Fortinet: JP Morgan hack has the hallmarks of an APT
The coordinated hacks of JPMorgan Chase and a number of other banks, which was revealed in the global media yesterday, bear all the hallmarks of an APT attack, says Fortinet South Africa.
Jonas Thulin, Security Consultant at Fortinet, says: “From what we know at this point about the attack against JPMorgan Chase, it unmistakably illustrates the characteristics of an Advanced Persistent Threat (APT) attack. It is clear the attackers were using multiple attack vectors, stealth and evasion techniques, and their primary aim was to steal as much sensitive data as possible.”

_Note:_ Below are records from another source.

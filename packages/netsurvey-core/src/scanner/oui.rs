//! MAC OUI (Organizationally Unique Identifier) vendor lookup
//!
//! Uses the IEEE OUI database to name the manufacturer behind a hardware
//! address, and maps well-known vendors to a coarse device type.

use crate::inventory::{HostField, HostRegistry};

/// Normalize a MAC address to `XX:XX:XX:XX:XX:XX`.
///
/// Accepts colon, dash or dot separators, octets without a leading zero
/// (`0:1a:2b:3:4:5`, as printed by BSD `arp`) and bare 12-digit hex.
/// Returns `None` for anything that is not six octets of hex.
pub fn normalize_mac(mac: &str) -> Option<String> {
    let mac = mac.trim();
    let octets: Vec<String> = if mac.contains([':', '-']) {
        mac.split([':', '-'])
            .map(|part| format!("{:0>2}", part.to_uppercase()))
            .collect()
    } else {
        let hex: String = mac.replace('.', "").to_uppercase();
        if hex.len() != 12 || !hex.chars().all(|c| c.is_ascii_hexdigit()) {
            return None;
        }
        (0..6).map(|i| hex[i * 2..i * 2 + 2].to_string()).collect()
    };

    if octets.len() != 6
        || octets
            .iter()
            .any(|o| o.len() != 2 || !o.chars().all(|c| c.is_ascii_hexdigit()))
    {
        return None;
    }
    Some(octets.join(":"))
}

/// Broadcast and all-zero addresses never identify a device.
pub fn is_placeholder_mac(mac: &str) -> bool {
    mac == "FF:FF:FF:FF:FF:FF" || mac == "00:00:00:00:00:00"
}

/// Lookup the vendor/manufacturer name for a MAC address.
pub fn lookup_vendor(mac: &str) -> Option<String> {
    let normalized = normalize_mac(mac)?;

    match oui_data::lookup(&normalized) {
        Some(record) => {
            let vendor = record.organization().to_string();
            tracing::debug!("OUI {} -> {} ({:?})", mac, vendor, record.registry());
            Some(vendor)
        }
        None => {
            tracing::debug!("OUI {} not in database", mac);
            None
        }
    }
}

/// Vendor keyword groups, checked in order; the first hit wins.
const VENDOR_RULES: &[(&str, &[&str])] = &[
    (
        "firewall",
        &[
            "firewalla", "pfsense", "opnsense", "sophos", "watchguard", "sonicwall",
            "barracuda", "checkpoint", "forcepoint", "untangle",
        ],
    ),
    (
        "service",
        &[
            "proxmox", "vmware", "xensource", "parallels", "virtualbox", "qemu", "docker",
        ],
    ),
    (
        "network_device",
        &[
            "cisco", "juniper", "arista", "ubiquiti", "netgear", "tp-link", "linksys",
            "d-link", "mikrotik", "aruba", "ruckus", "fortinet", "palo alto", "zyxel",
            "draytek", "meraki", "routerboard",
        ],
    ),
    (
        "server",
        &["supermicro", "dell emc", "hewlett packard enterprise", "ibm", "fujitsu", "inspur"],
    ),
    ("apple", &["apple"]),
    (
        "nas",
        &["synology", "qnap", "western digital", "drobo", "asustor", "terramaster"],
    ),
    (
        "iot",
        &[
            "sonos", "philips", "signify", "nest", "ecobee", "wyze", "tuya", "shelly",
            "espressif", "amazon", "google", "roku", "lifx", "nanoleaf",
        ],
    ),
    (
        "printer",
        &[
            "hewlett packard", "hp inc", "canon", "epson", "brother", "xerox", "lexmark",
            "ricoh", "konica", "kyocera",
        ],
    ),
    ("gaming", &["sony interactive", "nintendo", "valve"]),
    (
        "mobile",
        &[
            "samsung", "huawei", "xiaomi", "oneplus", "oppo", "motorola", "lg electronics",
        ],
    ),
    (
        "computer",
        &[
            "dell", "lenovo", "acer", "asustek", "intel", "realtek", "gigabyte",
            "micro-star", "toshiba", "microsoft",
        ],
    ),
];

/// Coarse device type from a vendor name.
pub fn infer_device_type(vendor: &str) -> Option<&'static str> {
    let vendor = vendor.to_lowercase();
    VENDOR_RULES
        .iter()
        .find(|(_, keywords)| keywords.iter().any(|k| vendor.contains(k)))
        .map(|(kind, _)| *kind)
}

/// Hypervisor and container MAC prefixes.
const VIRTUAL_PREFIXES: &[&str] = &[
    "0242AC", // Docker
    "005056", "000C29", "000569", // VMware
    "00163E", // Xen
    "00155D", // Hyper-V
    "001C42", // Parallels
    "525400", // QEMU/KVM
    "080027", // VirtualBox
    "BC2411", // Proxmox VE
];

/// True when the MAC belongs to a virtual machine or container.
pub fn is_virtual_mac(mac: &str) -> bool {
    normalize_mac(mac)
        .map(|m| m.replace(':', ""))
        .is_some_and(|m| VIRTUAL_PREFIXES.iter().any(|p| m.starts_with(p)))
}

/// Fill Manufacturer and DeviceType for the host holding `ip` from its MAC.
///
/// Both writes are first-writer-wins. Returns the vendor that was found.
pub fn enrich_host(registry: &HostRegistry, ip: &str, mac: &str) -> Option<String> {
    let vendor = lookup_vendor(mac);
    let device_type = vendor
        .as_deref()
        .and_then(infer_device_type)
        .or_else(|| is_virtual_mac(mac).then_some("service"));

    match (&vendor, device_type) {
        (Some(vendor), _) => {
            registry.update_field(ip, HostField::Manufacturer, vendor);
        }
        (None, Some(_)) => {
            registry.update_field(ip, HostField::Manufacturer, "Virtual Machine");
        }
        (None, None) => {}
    }
    if let Some(kind) = device_type {
        registry.update_field(ip, HostField::DeviceType, kind);
    }
    vendor
}

#[cfg(test)]
mod tests {
    use super::*;
    use crate::inventory::Host;

    #[test]
    fn test_normalize_mac() {
        assert_eq!(
            normalize_mac("aa-bb-cc-dd-ee-ff").as_deref(),
            Some("AA:BB:CC:DD:EE:FF")
        );
        assert_eq!(
            normalize_mac("0:1a:2b:3:4:5").as_deref(),
            Some("00:1A:2B:03:04:05")
        );
        assert_eq!(
            normalize_mac("001a.2b3c.4d5e").as_deref(),
            Some("00:1A:2B:3C:4D:5E")
        );
        assert_eq!(normalize_mac("(incomplete)"), None);
        assert_eq!(normalize_mac("00:11:22:33:44"), None);
        assert_eq!(normalize_mac("zz:11:22:33:44:55"), None);
    }

    #[test]
    fn test_normalize_mac_rejects_non_ascii() {
        assert_eq!(normalize_mac("aéééééb"), None);
        assert_eq!(normalize_mac("é:11:22:33:44:55"), None);
        assert_eq!(lookup_vendor("0011223344é"), None);
    }

    #[test]
    fn test_infer_device_type() {
        assert_eq!(
            infer_device_type("Cisco Systems, Inc."),
            Some("network_device")
        );
        assert_eq!(infer_device_type("Apple, Inc."), Some("apple"));
        assert_eq!(infer_device_type("Synology Incorporated"), Some("nas"));
        assert_eq!(infer_device_type("VMware, Inc."), Some("service"));
        assert_eq!(infer_device_type("Firewalla Inc."), Some("firewall"));
        assert_eq!(infer_device_type("Unknown Vendor"), None);
    }

    #[test]
    fn test_is_virtual_mac() {
        assert!(is_virtual_mac("00:50:56:12:34:56"));
        assert!(is_virtual_mac("02:42:ac:12:34:56"));
        assert!(!is_virtual_mac("00:17:F2:12:34:56"));
    }

    #[test]
    fn test_enrich_host_marks_virtual_machines() {
        let registry = HostRegistry::new();
        registry.upsert(Host::with_address("10.0.0.20"));

        // 52:54:00 is locally administered and absent from the IEEE registry.
        enrich_host(&registry, "10.0.0.20", "52:54:00:12:34:56");
        let host = registry.find_by_address("10.0.0.20").unwrap();
        assert_eq!(host.device_type, "service");
        assert_eq!(host.manufacturer.as_deref(), Some("Virtual Machine"));
    }
}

“A bank such as JPMorgan Chase has very sophisticated security infrastructures in place to protect themselves from cyber-attacks, so we can safely assume that this attack was accomplished by exploiting what is known as a zero-day vulnerability, a software or firmware flaw to which there is no patch, update or fix. These attacks usually cannot be detected by signature-based filters that compare them to known attacks,” he says.
Thulin notes that to detect threats such as these, organisations can no longer simply rely on a single solution; multiple layers of defence are needed to fill possible network security gaps. “Multi layer defence seeks to detect polymorphic malware, prevent receipt of phishing emails, block connection to compromised websites, and deny malware access to its command channel. For zero-day vulnerabilities, organisations need to look at technologies offering sandboxing, bot-net blacklisting, and reputational security scoring of internal assets. These measures needs to be tightly integrated with systems and security tools that provides ongoing monitoring and alerting.”
He advises: “For individuals concerned about their online banking, it is recommended to keep a close eye on account activities. Ensure that you are updated via SMS or email about any account activity. Also ensure that you update your password regularly, and that you utilise any strong authentication mechanism offered by your bank.”